‘Failure to act’ exposes FSB to legal action
The failure by the Financial Services Board (FSB) to take action against unregistered funeral assurers exposes the regulator to a class action from policyholders who have suffered damages, Advocate Chris Shone says.
“Does the function of the FSB extend beyond simply issuing warnings? Does the FSB not owe consumers a duty of care? By not closing down unregistered ‘insurers’ of which it is aware, can the FSB be held liable for any damages suffered by members of these unregistered schemes?
“If the FSB is aware of an unregistered ‘insurer’, surely it is bound to act? Failure to do so could give rise to a claim consequent on an omission and a breach of the duty of care. Damages would include any sums lost by members of the unregistered insurer by paying premiums to the scheme,” Shone says.

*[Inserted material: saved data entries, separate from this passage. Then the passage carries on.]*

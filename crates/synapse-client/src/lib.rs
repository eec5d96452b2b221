//! Synapse bridge quote models and clients.
//!
//! - Typed `Route` validated at the response boundary
//! - `QuoteSource` trait implemented by the HTTP client and the in-memory source
//! - GET /bridge query parameters

use async_trait::async_trait;
use num_bigint::BigUint;
use serde::{Deserialize, Serialize};
use serde_json::Value;
use synapse_types::{hex_to_biguint, BridgeError, Hex, Result};

pub mod memory;
pub mod synapse_client;

pub use memory::StaticQuoteSource;
pub use synapse_client::{SynapseClient, SYNAPSE_API_URL};

/// Query parameters for GET /bridge.
#[derive(Debug, Clone, PartialEq, Eq, Serialize, Deserialize)]
#[serde(rename_all = "camelCase")]
pub struct QuoteQuery {
    pub from_chain: u64,
    pub to_chain: u64,
    pub from_token: Hex,
    pub to_token: Hex,
    pub amount: String, // base-10
    pub origin_user_address: Hex,
    pub dest_address: Hex,
}

impl QuoteQuery {
    pub fn new(
        from_chain: u64,
        to_chain: u64,
        from_token: &str,
        to_token: &str,
        amount: &BigUint,
        origin_user_address: &str,
        dest_address: &str,
    ) -> Self {
        Self {
            from_chain,
            to_chain,
            from_token: from_token.to_string(),
            to_token: to_token.to_string(),
            amount: amount.to_string(),
            origin_user_address: origin_user_address.to_string(),
            dest_address: dest_address.to_string(),
        }
    }
}

/// Low-level call embedded in a route.
#[derive(Debug, Clone, PartialEq, Eq)]
pub struct CallData {
    pub to: Hex,
    pub data: Hex,
    pub value: BigUint,
}

/// A validated bridge route.
#[derive(Debug, Clone, PartialEq, Eq)]
pub struct Route {
    /// Estimated amount received on the destination chain.
    pub max_amount_out: BigUint,
    pub call_data: CallData,
    pub bridge_module_name: Option<String>,
    /// Estimated completion time in seconds.
    pub estimated_time: Option<u64>,
}

/// Ethers-style `{ "type": "BigNumber", "hex": "0x.." }` wrapper.
#[derive(Debug, Deserialize)]
struct RawBigNumber {
    hex: Option<String>,
}

#[derive(Debug, Deserialize)]
struct RawCallData {
    to: Option<String>,
    data: Option<String>,
    value: Option<RawBigNumber>,
}

#[derive(Debug, Deserialize)]
#[serde(rename_all = "camelCase")]
struct RawRoute {
    max_amount_out: Option<RawBigNumber>,
    call_data: Option<RawCallData>,
    bridge_module_name: Option<String>,
    estimated_time: Option<Value>,
}

impl Route {
    /// Validate one element of the quote response.
    ///
    /// `index` is the element's position in the response and is reported on failure.
    pub fn from_json(index: usize, value: &Value) -> Result<Self> {
        let malformed = |reason: String| BridgeError::MalformedRoute { index, reason };

        let raw: RawRoute =
            serde_json::from_value(value.clone()).map_err(|e| malformed(e.to_string()))?;

        let max_amount_out = raw
            .max_amount_out
            .and_then(|b| b.hex)
            .ok_or_else(|| malformed("missing maxAmountOut.hex".into()))?;
        let max_amount_out = hex_to_biguint(&max_amount_out)
            .map_err(|e| malformed(format!("maxAmountOut: {}", e)))?;

        let call = raw
            .call_data
            .ok_or_else(|| malformed("missing callData".into()))?;
        let to = call.to.ok_or_else(|| malformed("missing callData.to".into()))?;
        let data = call
            .data
            .ok_or_else(|| malformed("missing callData.data".into()))?;
        let call_value = call
            .value
            .and_then(|b| b.hex)
            .ok_or_else(|| malformed("missing callData.value.hex".into()))?;
        let call_value = hex_to_biguint(&call_value)
            .map_err(|e| malformed(format!("callData.value: {}", e)))?;

        Ok(Self {
            max_amount_out,
            call_data: CallData {
                to,
                data,
                value: call_value,
            },
            bridge_module_name: raw.bridge_module_name,
            estimated_time: raw.estimated_time.and_then(|t| t.as_u64()),
        })
    }
}

/// Convert a raw GET /bridge body into validated routes.
///
/// A `null` body yields an empty list; anything other than an array is rejected.
pub fn routes_from_body(body: &Value) -> Result<Vec<Route>> {
    match body {
        Value::Null => Ok(Vec::new()),
        Value::Array(items) => items
            .iter()
            .enumerate()
            .map(|(i, item)| Route::from_json(i, item))
            .collect(),
        other => Err(BridgeError::MalformedResponse(format!(
            "expected an array of routes, got {}",
            json_kind(other)
        ))),
    }
}

fn json_kind(value: &Value) -> &'static str {
    match value {
        Value::Null => "null",
        Value::Bool(_) => "a boolean",
        Value::Number(_) => "a number",
        Value::String(_) => "a string",
        Value::Array(_) => "an array",
        Value::Object(_) => "an object",
    }
}

/// A source of candidate bridge routes.
#[async_trait]
pub trait QuoteSource: Send + Sync {
    /// Fetch every candidate route for the query, in upstream order.
    async fn fetch_routes(&self, query: &QuoteQuery) -> Result<Vec<Route>>;
}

Jonathan Dixon, deputy executive for insurance at the FSB, says that, in addition to warning the public about unregistered insurers, the regulator “carries out inspections and takes regulatory action” against illegal funeral scheme operators.
The FSB has concerns about the abuse of consumers who use funeral schemes and is “looking at how to engage with insurers selling products through funeral parlours”, Dixon says.
National Treasury proposed a Microinsurance Act to regulate funeral assurance, but, with the introduction of the “twin peaks” model for regulating the financial services industry, a different approach will be adopted.
“We’re hoping to bring in provisions through rules by the middle of next year. These rules will provide for product standards to define microinsurance; simpler solvency requirements; and more proportionate fit-and-proper requirements under FAIS [the Financial Advisory and Intermediary Services Act] for people selling microinsurance products.”
These provisions will make it easier for illegal operators to comply with the law, Dixon says.
Shone says that a recent amendment to the Financial Services Board Act is aimed at granting the FSB and its officials immunity from liability for losses or damages caused in the performance of their duties.
By removing from the Act the words “grossly negligent” – with reference to the regulator’s conduct – the FSB is essentially absolved from most liability, Shone says.
But Dixon says the purpose of the amendment was to “bring the Act in line with the norm for other regulators and is in no way exceptional”.
Shone says the FSB is not known for being proactive, “invariably only getting involved when all has already been lost”.
As an organ of state, the FSB can be held to account for failing to discharge its statutory obligations adequately, he says. “What other purpose does the FSB have apart from regulating the financial services sector?”
Dixon says the powers granted to the FSB are accompanied by accountability. “The FSB is subject to ongoing oversight by, and accountability to, National Treasury, the Minister of Finance and Parliament,” he says.